ABUSE OF TEMPORARY CONTRACTS

Rosa Santos, chief negotiator of the Spanish employers ‘association CEOE, told Reuters that a deal on labor reform was still a long way off as some key issues under discussion could impact companies’ internal flexibility.

But she said employers agreed that a new wage setting formula was needed to stamp out “unfair competition”, adding: “collective bargaining cannot aim to make wages more precarious.”

Other measures on the table aim to strengthen job security and end the precariousness that critics say means millions of people in Spain lose their jobs every time there is a downturn economic.

Spain has the highest share of temporary workers in Europe, which at 20% is double the EU average.
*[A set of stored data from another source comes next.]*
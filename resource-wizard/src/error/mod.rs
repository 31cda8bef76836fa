//! Error types and error handling

use std::path::PathBuf;

use thiserror::Error;

/// Result alias used across the crate
pub type Result<T, E = WizardError> = std::result::Result<T, E>;

/// Scaffolding error type
///
/// Name derivation and substitution never fail on their own; only strict
/// mode and the I/O performed by callers produce these.
#[derive(Debug, Error)]
pub enum WizardError {
    /// Caller rejected the resource name before invoking the core
    #[error("Invalid input: {0}")]
    InvalidInput(String),

    /// Template contains a placeholder-looking token missing from the table
    #[error("Unknown placeholder `{token}` in template")]
    UnknownPlaceholder {
        /// The unrecognized token
        token: String,
    },

    /// Stub template could not be read
    #[error("Failed to read template {}: {source}", path.display())]
    TemplateRead {
        /// Stub location
        path: PathBuf,
        /// Underlying I/O error
        #[source]
        source: std::io::Error,
    },

    /// Generated file could not be written
    #[error("Failed to write {}: {source}", path.display())]
    FileWrite {
        /// Target location
        path: PathBuf,
        /// Underlying I/O error
        #[source]
        source: std::io::Error,
    },

    /// A class with the same name already exists in the target directory
    #[error("{name} already exists in {}", path.display())]
    DuplicateArtifact {
        /// Class name that collides
        name: String,
        /// File declaring it
        path: PathBuf,
    },

    /// Configuration error
    #[error("Configuration error: {0}")]
    Config(#[from] Box<figment::Error>),

    /// Configuration could not be rendered as TOML
    #[error("Failed to serialize configuration: {0}")]
    Serialize(#[from] toml::ser::Error),
}

impl From<figment::Error> for WizardError {
    fn from(err: figment::Error) -> Self {
        Self::Config(Box::new(err))
    }
}

impl WizardError {
    /// Reject a name with no letters or digits
    ///
    /// The core accepts such names and derives empty variants; commands call
    /// this first so users get a message instead of files named `.php`.
    pub fn ensure_name(raw: &str) -> Result<()> {
        if crate::naming::canonicalize(raw).is_empty() {
            return Err(Self::InvalidInput(
                "resource name must not be empty".to_string(),
            ));
        }
        Ok(())
    }
}

#[cfg(test)]
mod tests {
    use super::*;

    #[test]
    fn test_ensure_name() {
        assert!(WizardError::ensure_name("person").is_ok());
        assert!(matches!(
            WizardError::ensure_name("   "),
            Err(WizardError::InvalidInput(_))
        ));
        for raw in ["--", "_", "  -_. ", "!?"] {
            assert!(WizardError::ensure_name(raw).is_err(), "input {raw:?}");
        }
        assert!(WizardError::ensure_name("-post-").is_ok());
    }

    #[test]
    fn test_duplicate_message() {
        let err = WizardError::DuplicateArtifact {
            name: "Person".to_string(),
            path: PathBuf::from("app/Models/Person.php"),
        };
        assert_eq!(err.to_string(), "Person already exists in app/Models/Person.php");
    }
}
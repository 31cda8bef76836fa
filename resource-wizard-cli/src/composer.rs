//! Composer autoload regeneration

use std::path::{Path, PathBuf};
use std::process::{Command, Stdio};

use resource_wizard::config::ComposerSettings;

/// Result of one `dump-autoload` attempt
#[derive(Debug, Clone, PartialEq, Eq)]
pub enum AutoloadOutcome {
    /// Autoload files were regenerated
    Regenerated,
    /// Disabled in configuration
    Skipped,
    /// The binary could not be started
    Unavailable(String),
    /// The binary ran and reported failure
    Failed(Option<i32>),
}

impl AutoloadOutcome {
    /// Whether the user should be warned
    #[must_use]
    pub const fn is_warning(&self) -> bool {
        matches!(self, Self::Unavailable(_) | Self::Failed(_))
    }
}

/// Runs `composer dump-autoload` in the project root
#[derive(Debug, Clone)]
pub struct Composer {
    binary: String,
    enabled: bool,
    working_dir: PathBuf,
}

impl Composer {
    /// Runner for the project at `working_dir`
    #[must_use]
    pub fn new(settings: &ComposerSettings, working_dir: &Path) -> Self {
        Self {
            binary: settings.binary.clone(),
            enabled: settings.enabled,
            working_dir: working_dir.to_path_buf(),
        }
    }

    /// Regenerate the autoload files
    ///
    /// Never fails: a missing binary or a non-zero exit is reported in the
    /// outcome so generated files stay in place.
    #[must_use]
    pub fn dump_autoload(&self) -> AutoloadOutcome {
        if !self.enabled {
            return AutoloadOutcome::Skipped;
        }

        let status = Command::new(&self.binary)
            .arg("dump-autoload")
            .current_dir(&self.working_dir)
            .stdout(Stdio::null())
            .stderr(Stdio::null())
            .status();

        match status {
            Ok(status) if status.success() => {
                tracing::info!(binary = %self.binary, "autoload regenerated");
                AutoloadOutcome::Regenerated
            }
            Ok(status) => {
                tracing::warn!(binary = %self.binary, code = ?status.code(), "dump-autoload failed");
                AutoloadOutcome::Failed(status.code())
            }
            Err(err) => {
                tracing::warn!(binary = %self.binary, error = %err, "could not run composer");
                AutoloadOutcome::Unavailable(err.to_string())
            }
        }
    }
}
These workers receive lower severance pay and are invariably the first to be made redundant in the event of a reduction.

The government wants to abolish the temporary contracts that are often misused in the construction and service sectors and create a new version that can only be used on an ad hoc basis in very specific circumstances.

According to the government’s latest proposal, these new contracts would last up to three months and cover peak periods such as the end-of-year holiday season and the busiest periods of the highly seasonal Spanish economy, dependent on tourism. and agriculture.

“We have to make a distinction between seasonal and temporary,” said Perez Rey.

For seasonal workers, the government wants to promote the use of an existing form of open-ended contract that allows workers to receive unemployment benefits during the months of inactivity without leaving their company, something already widely used in Spanish Balearic Islands, where the hospitality industry closes for about five hours. -month of season.

A second possible arrangement would create a permanent mechanism similar to leave schemes implemented around the world during pandemic lockdowns. This would involve anticipating anticipated ecological or digital transitions within companies.

Employers want the program to be “flexible and straightforward,” said CEOE’s Santos. Together with the unions, they rejected the government’s initial proposal.

“We would like a more flexible model like Germany’s,” union leader Sordo said, referring to the “Kurzarbeit” system under which workers are subject to reduced hours as part of labor protection programs. use.

Some labor market analysts say plans are insufficient to address Spain’s aversion to permanent contracts.

“Temporary and permanent contracts are communicating vessels, if you tighten one you have to make the other more flexible. Otherwise, companies lose flexibility to compete in an increasingly globalized world,” said Ignacio Conde-Ruiz, professor of economics at the Complutense University of Madrid.

A source with knowledge of the matter said the European Commission would more easily agree to a deal – and release 2022 stimulus funds – if employers were on board, even if that would sacrifice more market flexibility than it wants.